Relaxing Column Constraints During Bulk Import

The import system procedures generally provide the best performance for bulk importing of data, because they can use multiple threads and techniques similar to the "UPSERT" functionality of traditional RDBMS systems to relax constraints during import.

The _EX versions of the import procedures (SYSCS_UTIL.IMPORT_TABLE_EX and SYSCS_UTIL.IMPORT_DATA_EX) enable you to use the GemFire XD PUT INTO DML statement to insert data from text files. The PUT INTO statement is similar to the popular "UPSERT" command or capability used in RDBMS systems to ignore primary key checks during an insert. If a row with the same primary key value exists in the table, PUT INTO simply overwrites the older row value. If no rows with the same primary key exist, PUT INTO operates like a standard INSERT. This behavior ensures that only the last primary key value inserted or updated remains in the system, which preserves the primary key constraint.

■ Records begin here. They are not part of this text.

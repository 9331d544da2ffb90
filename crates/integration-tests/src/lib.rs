//! Integration test support for Stockbridge.
//!
//! Provides in-process HTTP stubs that mimic just enough of the two
//! upstream services for the engine clients to run against real sockets:
//!
//! - [`spawn_warehouse_stub`] - the Sellmate-style paginated stock listing
//! - [`spawn_shopify_stub`] - the Shopify GraphQL endpoint, serving a
//!   variant feed and recording mutations for assertions
//!
//! Plus JSON fixture builders for both wire formats. Everything binds an
//! ephemeral localhost port, so tests run in parallel without port
//! clashes and without touching the network.
//!
//! # Running Tests
//!
//! ```bash
//! cargo test -p stockbridge-integration-tests
//! ```

// serde_json's Index is total; indexing a Value never panics.
#![allow(clippy::indexing_slicing)]

use std::collections::HashMap;
use std::net::SocketAddr;
use std::sync::Arc;
use std::sync::Mutex;
use std::sync::atomic::{AtomicUsize, Ordering};

use axum::Json;
use axum::Router;
use axum::extract::{Query, State};
use axum::http::{HeaderMap, StatusCode};
use axum::routing::{get, post};
use secrecy::SecretString;
use serde_json::{Value, json};
use stockbridge_engine::shopify::ShopifyClient;
use stockbridge_engine::warehouse::{WarehouseClient, WarehouseCredentials};

/// GraphQL path both the stub and the clients under test agree on.
pub const STUB_API_PATH: &str = "/admin/api/2025-10/graphql.json";

/// Serve a router on an ephemeral localhost port and return its address.
///
/// # Panics
///
/// Panics if the listener cannot bind, which means the test environment
/// is broken.
pub async fn spawn_server(router: Router) -> SocketAddr {
    let listener = tokio::net::TcpListener::bind("127.0.0.1:0")
        .await
        .expect("bind stub listener");
    let addr = listener.local_addr().expect("stub listener address");
    tokio::spawn(async move {
        axum::serve(listener, router).await.expect("serve stub");
    });
    addr
}

// =============================================================================
// Warehouse stub
// =============================================================================

/// A running warehouse stock listing stub.
pub struct WarehouseStub {
    /// Stock listing URL to point [`WarehouseCredentials`] at.
    pub url: String,
    /// Bearer token the stub accepts.
    pub token: String,
    /// Number of listing requests served, auth failures included.
    pub requests: Arc<AtomicUsize>,
}

impl WarehouseStub {
    /// A client authenticated against this stub.
    #[must_use]
    pub fn client(&self) -> WarehouseClient {
        WarehouseClient::new(self.credentials())
    }

    /// Credentials pointing at this stub.
    #[must_use]
    pub fn credentials(&self) -> WarehouseCredentials {
        WarehouseCredentials {
            api_url: self.url.clone(),
            api_token: SecretString::from(self.token.clone()),
        }
    }
}

struct WarehouseStubState {
    token: String,
    pages: Vec<Value>,
    requests: Arc<AtomicUsize>,
}

/// Spawn a warehouse stub serving `pages` keyed by the `page` query
/// parameter (1-based). A page value may be an `{"errors": [...]}`
/// envelope to exercise the error path.
pub async fn spawn_warehouse_stub(token: &str, pages: Vec<Value>) -> WarehouseStub {
    let requests = Arc::new(AtomicUsize::new(0));
    let state = Arc::new(WarehouseStubState {
        token: token.to_string(),
        pages,
        requests: requests.clone(),
    });

    let router = Router::new()
        .route("/stocks", get(stock_listing))
        .with_state(state);
    let addr = spawn_server(router).await;

    WarehouseStub {
        url: format!("http://{addr}/stocks"),
        token: token.to_string(),
        requests,
    }
}

async fn stock_listing(
    State(state): State<Arc<WarehouseStubState>>,
    Query(params): Query<HashMap<String, String>>,
    headers: HeaderMap,
) -> (StatusCode, Json<Value>) {
    state.requests.fetch_add(1, Ordering::SeqCst);

    let expected = format!("Bearer {}", state.token);
    if headers.get("Authorization").and_then(|v| v.to_str().ok()) != Some(expected.as_str()) {
        return (
            StatusCode::UNAUTHORIZED,
            Json(json!({"message": "unauthenticated"})),
        );
    }

    let page: usize = params
        .get("page")
        .and_then(|p| p.parse().ok())
        .unwrap_or_default();
    page.checked_sub(1).and_then(|i| state.pages.get(i)).map_or(
        (
            StatusCode::INTERNAL_SERVER_ERROR,
            Json(json!({"message": "page out of range"})),
        ),
        |body| (StatusCode::OK, Json(body.clone())),
    )
}

/// Stock listing page envelope in the shape the warehouse serves.
#[must_use]
pub fn stock_page(rows: &[Value], current_page: u32, last_page: u32, total: i64) -> Value {
    json!({
        "data": rows,
        "meta": {"current_page": current_page, "last_page": last_page, "total": total}
    })
}

/// One stock row with its `(shopId, optionCode)` entries.
#[must_use]
pub fn stock_row(id: i64, name: &str, stock: i64, codes: &[(i64, &str)]) -> Value {
    let shop_codes: Vec<Value> = codes
        .iter()
        .map(|(shop_id, code)| json!({"shopId": shop_id, "optionCode": code}))
        .collect();
    json!({
        "id": id,
        "optionName": name,
        "stock": stock,
        "sku": null,
        "costPrice": null,
        "sellingPrice": null,
        "optionHasCodeByShop": shop_codes
    })
}

// =============================================================================
// Shopify stub
// =============================================================================

/// A running Shopify GraphQL stub.
pub struct ShopifyStub {
    /// Full GraphQL endpoint URL.
    pub endpoint: String,
    /// Shared state, kept for post-run assertions.
    pub state: Arc<ShopifyStubState>,
}

impl ShopifyStub {
    /// A client authenticated against this stub.
    #[must_use]
    pub fn client(&self) -> ShopifyClient {
        ShopifyClient::new(
            self.endpoint.clone(),
            SecretString::from(self.state.token.clone()),
        )
    }

    /// Variables of every `productVariants` query received, in call order.
    ///
    /// # Panics
    ///
    /// Panics if the recording mutex is poisoned.
    #[must_use]
    pub fn variant_queries(&self) -> Vec<Value> {
        self.state.variant_queries.lock().expect("lock").clone()
    }

    /// Recorded `inventorySetQuantities` inputs, in call order.
    ///
    /// # Panics
    ///
    /// Panics if the recording mutex is poisoned.
    #[must_use]
    pub fn inventory_calls(&self) -> Vec<Value> {
        self.state.inventory_calls.lock().expect("lock").clone()
    }

    /// Recorded `metafieldsSet` metafield arrays, in call order.
    ///
    /// # Panics
    ///
    /// Panics if the recording mutex is poisoned.
    #[must_use]
    pub fn metafield_calls(&self) -> Vec<Value> {
        self.state.metafield_calls.lock().expect("lock").clone()
    }
}

/// Behavior and recordings of the Shopify stub.
pub struct ShopifyStubState {
    /// Access token the stub accepts.
    pub token: String,
    /// Variant feed pages. Page 0 is served for a null `after` cursor;
    /// an `after` of `"cursor-N"` serves page N.
    pub variant_pages: Vec<Value>,
    /// Owner GIDs whose `metafieldsSet` calls answer with a user error.
    pub failing_owners: Vec<String>,
    /// Inventory item GIDs whose `inventorySetQuantities` calls answer
    /// with a user error.
    pub failing_inventory_items: Vec<String>,
    /// Variables of every `productVariants` query received.
    pub variant_queries: Mutex<Vec<Value>>,
    /// `input` of every `inventorySetQuantities` mutation received.
    pub inventory_calls: Mutex<Vec<Value>>,
    /// `metafields` of every `metafieldsSet` mutation received.
    pub metafield_calls: Mutex<Vec<Value>>,
}

impl ShopifyStubState {
    /// State serving the given variant feed pages.
    #[must_use]
    pub fn new(token: &str, variant_pages: Vec<Value>) -> Self {
        Self {
            token: token.to_string(),
            variant_pages,
            failing_owners: Vec::new(),
            failing_inventory_items: Vec::new(),
            variant_queries: Mutex::new(Vec::new()),
            inventory_calls: Mutex::new(Vec::new()),
            metafield_calls: Mutex::new(Vec::new()),
        }
    }

    /// Make `metafieldsSet` fail with a user error for this owner.
    #[must_use]
    pub fn with_failing_owner(mut self, owner_gid: &str) -> Self {
        self.failing_owners.push(owner_gid.to_string());
        self
    }

    /// Make `inventorySetQuantities` fail with a user error for this
    /// inventory item.
    #[must_use]
    pub fn with_failing_inventory_item(mut self, item_gid: &str) -> Self {
        self.failing_inventory_items.push(item_gid.to_string());
        self
    }
}

/// Spawn a Shopify GraphQL stub with the given behavior.
pub async fn spawn_shopify_stub(state: ShopifyStubState) -> ShopifyStub {
    let state = Arc::new(state);
    let router = Router::new()
        .route(STUB_API_PATH, post(graphql))
        .with_state(state.clone());
    let addr = spawn_server(router).await;

    ShopifyStub {
        endpoint: format!("http://{addr}{STUB_API_PATH}"),
        state,
    }
}

async fn graphql(
    State(state): State<Arc<ShopifyStubState>>,
    headers: HeaderMap,
    Json(body): Json<Value>,
) -> (StatusCode, Json<Value>) {
    let token_ok = headers
        .get("X-Shopify-Access-Token")
        .and_then(|v| v.to_str().ok())
        == Some(state.token.as_str());
    if !token_ok {
        return (
            StatusCode::UNAUTHORIZED,
            Json(json!({"errors": "Invalid API key or access token"})),
        );
    }

    let query = body["query"].as_str().unwrap_or_default();
    let variables = body["variables"].clone();

    if query.contains("productVariants") {
        state
            .variant_queries
            .lock()
            .expect("lock")
            .push(variables.clone());

        let index = match variables["after"].as_str() {
            None => 0,
            Some(cursor) => cursor
                .strip_prefix("cursor-")
                .and_then(|n| n.parse::<usize>().ok())
                .unwrap_or(usize::MAX),
        };
        return state.variant_pages.get(index).map_or_else(
            || {
                (
                    StatusCode::OK,
                    Json(json!({
                        "errors": [{"message": format!("no stub page for cursor index {index}")}]
                    })),
                )
            },
            |page| (StatusCode::OK, Json(page.clone())),
        );
    }

    if query.contains("inventorySetQuantities") {
        let input = variables["input"].clone();
        state.inventory_calls.lock().expect("lock").push(input.clone());

        let item = input["quantities"][0]["inventoryItemId"]
            .as_str()
            .unwrap_or_default();
        if state.failing_inventory_items.iter().any(|gid| gid == item) {
            return (
                StatusCode::OK,
                Json(json!({
                    "data": {
                        "inventorySetQuantities": {
                            "inventoryAdjustmentGroup": null,
                            "userErrors": [
                                {"field": ["input"], "message": "inventory item is not stocked at the location"}
                            ]
                        }
                    }
                })),
            );
        }
        return (
            StatusCode::OK,
            Json(json!({
                "data": {
                    "inventorySetQuantities": {
                        "inventoryAdjustmentGroup": {"createdAt": "2026-08-25T00:00:00Z"},
                        "userErrors": []
                    }
                }
            })),
        );
    }

    if query.contains("metafieldsSet") {
        let metafields = variables["metafields"].clone();
        state
            .metafield_calls
            .lock()
            .expect("lock")
            .push(metafields.clone());

        let owner = metafields[0]["ownerId"].as_str().unwrap_or_default();
        if state.failing_owners.iter().any(|gid| gid == owner) {
            return (
                StatusCode::OK,
                Json(json!({
                    "data": {
                        "metafieldsSet": {
                            "userErrors": [
                                {"field": ["ownerId"], "message": "owner cannot be written"}
                            ]
                        }
                    }
                })),
            );
        }
        return (
            StatusCode::OK,
            Json(json!({"data": {"metafieldsSet": {"userErrors": []}}})),
        );
    }

    (
        StatusCode::OK,
        Json(json!({"errors": [{"message": "unrecognized query"}]})),
    )
}

/// Variant feed page in the shape the GraphQL API serves.
#[must_use]
pub fn variant_feed_page(nodes: &[Value], has_next: bool, end_cursor: Option<&str>) -> Value {
    json!({
        "data": {
            "productVariants": {
                "pageInfo": {"hasNextPage": has_next, "endCursor": end_cursor},
                "nodes": nodes
            }
        }
    })
}

/// One variant node with a single inventory level at location 100.
///
/// The inventory item ID is derived as `variant_id + 500_000` so tests
/// can predict the GIDs mutations should carry.
#[must_use]
pub fn variant_node(
    variant_id: i64,
    sku: &str,
    tags: &[&str],
    available: i64,
    sync_flag: Option<&str>,
) -> Value {
    json!({
        "id": format!("gid://shopify/ProductVariant/{variant_id}"),
        "title": "Default",
        "sku": sku,
        "barcode": null,
        "inventoryQuantity": available,
        "product": {
            "id": format!("gid://shopify/Product/{}", variant_id + 100_000),
            "title": format!("Product {variant_id}"),
            "tags": tags
        },
        "inventoryItem": {
            "id": format!("gid://shopify/InventoryItem/{}", inventory_item_id(variant_id)),
            "inventoryLevels": {
                "nodes": [{
                    "location": {"id": "gid://shopify/Location/100", "name": "Main"},
                    "quantities": [{"name": "available", "quantity": available}]
                }]
            }
        },
        "pimSync": sync_flag.map(|v| json!({"value": v})),
        "pimSyncTimestamp": null
    })
}

/// The inventory item ID [`variant_node`] gives a variant.
#[must_use]
pub const fn inventory_item_id(variant_id: i64) -> i64 {
    variant_id + 500_000
}

/// Location ID every [`variant_node`] is stocked at.
pub const STUB_LOCATION_ID: i64 = 100;
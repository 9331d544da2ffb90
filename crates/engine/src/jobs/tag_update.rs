//! Tag-scoped bulk sync-flag updates.
//!
//! Resolves every active variant inside (or outside) a product tag and
//! rewrites its sync flag one variant at a time, reporting progress as a
//! stream of typed events. The caller drains the stream; dropping it
//! mid-way stops the job at the next item boundary, as does the
//! cancellation token.

use std::time::Duration;

use async_stream::stream;
use futures::Stream;
use serde::Serialize;
use stockbridge_core::{ShopifyVariantRecord, SyncFlag};
use tokio_util::sync::CancellationToken;

use crate::shopify::types::VariantFeedRequest;
use crate::shopify::{ShopifyClient, ShopifyError};

/// Backend page size for the tag scan.
const SCAN_PAGE_SIZE: u32 = 100;
/// Pause between consecutive metafield writes.
const INTER_ITEM_DELAY: Duration = Duration::from_millis(50);

/// One bulk update: which variants, and what flag to write.
#[derive(Debug, Clone)]
pub struct TagUpdateRequest {
    /// Product tag the scope is built from.
    pub tag: String,
    /// Target the variants WITHOUT the tag instead.
    pub inverted: bool,
    /// Flag value to write. [`SyncFlag::Unset`] clears the metafield.
    pub desired: SyncFlag,
}

/// Progress events emitted while a bulk update runs.
///
/// `index` fields are 1-based ordinals for display.
#[derive(Debug, Clone, PartialEq, Eq, Serialize)]
#[serde(tag = "type", rename_all = "snake_case")]
pub enum TagUpdateEvent {
    /// The job accepted the request and is resolving the scope.
    Start {
        tag: String,
        inverted: bool,
        desired: String,
    },
    /// Free-form progress note.
    Info { message: String },
    /// Scope resolved; this many variants will be written.
    Total { total: usize },
    /// About to write one variant.
    Progress {
        index: usize,
        total: usize,
        variant_id: i64,
        title: String,
    },
    /// The write for one variant went through.
    Success { index: usize, variant_id: i64 },
    /// The write for one variant failed; the job moves on.
    Failed {
        index: usize,
        variant_id: i64,
        reason: String,
    },
    /// The job finished, possibly early.
    Done {
        updated: usize,
        failed: usize,
        cancelled: bool,
    },
}

/// Whether a variant belongs to the requested tag scope.
fn matches_tag_scope(variant: &ShopifyVariantRecord, tag: &str, inverted: bool) -> bool {
    let tagged = variant.has_tag(tag);
    if inverted { !tagged } else { tagged }
}

/// Run a bulk sync-flag update, yielding [`TagUpdateEvent`]s as it goes.
///
/// The backend search narrows the scan with `tag:` / `-tag:` but matches
/// on substrings, so every candidate is re-checked against the exact tag
/// before it is written. A failed write is reported and skipped; only a
/// failed scope scan ends the stream with an error.
pub fn run(
    client: ShopifyClient,
    request: TagUpdateRequest,
    cancel: CancellationToken,
) -> impl Stream<Item = Result<TagUpdateEvent, ShopifyError>> {
    stream! {
        yield Ok(TagUpdateEvent::Start {
            tag: request.tag.clone(),
            inverted: request.inverted,
            desired: request.desired.to_string(),
        });

        let search = if request.inverted {
            format!("-tag:{}", request.tag)
        } else {
            format!("tag:{}", request.tag)
        };
        let feed = VariantFeedRequest {
            page_size: SCAN_PAGE_SIZE,
            search: Some(search),
            ..Default::default()
        };
        let scan = match client.fetch_all_variants(&feed).await {
            Ok(scan) => scan,
            Err(error) => {
                yield Err(error);
                return;
            }
        };
        if !scan.complete {
            yield Ok(TagUpdateEvent::Info {
                message: "tag scan stopped early; some matching variants may be missing"
                    .to_string(),
            });
        }

        let matched: Vec<ShopifyVariantRecord> = scan
            .variants
            .into_iter()
            .filter(|v| matches_tag_scope(v, &request.tag, request.inverted))
            .collect();
        if matched.is_empty() {
            yield Ok(TagUpdateEvent::Info {
                message: "no variants matched the tag scope".to_string(),
            });
            yield Ok(TagUpdateEvent::Done {
                updated: 0,
                failed: 0,
                cancelled: false,
            });
            return;
        }

        let total = matched.len();
        tracing::info!(
            tag = %request.tag,
            inverted = request.inverted,
            desired = %request.desired,
            total,
            "starting bulk sync flag update"
        );
        yield Ok(TagUpdateEvent::Total { total });

        let mut updated = 0usize;
        let mut failed = 0usize;
        for (position, variant) in matched.iter().enumerate() {
            if cancel.is_cancelled() {
                tracing::info!(updated, failed, "bulk update cancelled");
                yield Ok(TagUpdateEvent::Done {
                    updated,
                    failed,
                    cancelled: true,
                });
                return;
            }

            let index = position + 1;
            yield Ok(TagUpdateEvent::Progress {
                index,
                total,
                variant_id: variant.variant_id,
                title: format!("{} / {}", variant.product_title, variant.variant_title),
            });

            match client
                .write_sync_flag(&variant.variant_gid(), request.desired)
                .await
            {
                Ok(()) => {
                    updated += 1;
                    yield Ok(TagUpdateEvent::Success {
                        index,
                        variant_id: variant.variant_id,
                    });
                }
                Err(error) => {
                    failed += 1;
                    tracing::warn!(
                        variant_id = variant.variant_id,
                        %error,
                        "sync flag write failed, moving on"
                    );
                    yield Ok(TagUpdateEvent::Failed {
                        index,
                        variant_id: variant.variant_id,
                        reason: error.to_string(),
                    });
                }
            }

            tokio::time::sleep(INTER_ITEM_DELAY).await;
        }

        tracing::info!(updated, failed, "bulk sync flag update finished");
        yield Ok(TagUpdateEvent::Done {
            updated,
            failed,
            cancelled: false,
        });
    }
}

If you are certain that the data you want to import does not violate other established column constraints, you can additionally use the skip-constraint-checks and skip-listeners connection properties to relax table constraints and bypass listeners when importing data. However, keep in mind that foreign key and unique constraints can be violated when skip-constraint-checks is set. This can lead to undefined behavior in the system, because other connections that do not enable skip-constraint-checks still require constraint checks for correct operation.

Note: PUT INTO and skip-constraint-checks can also be used when updating HDFS-persistent tables, to avoid loading data from HDFS in order to perform column constraint checks.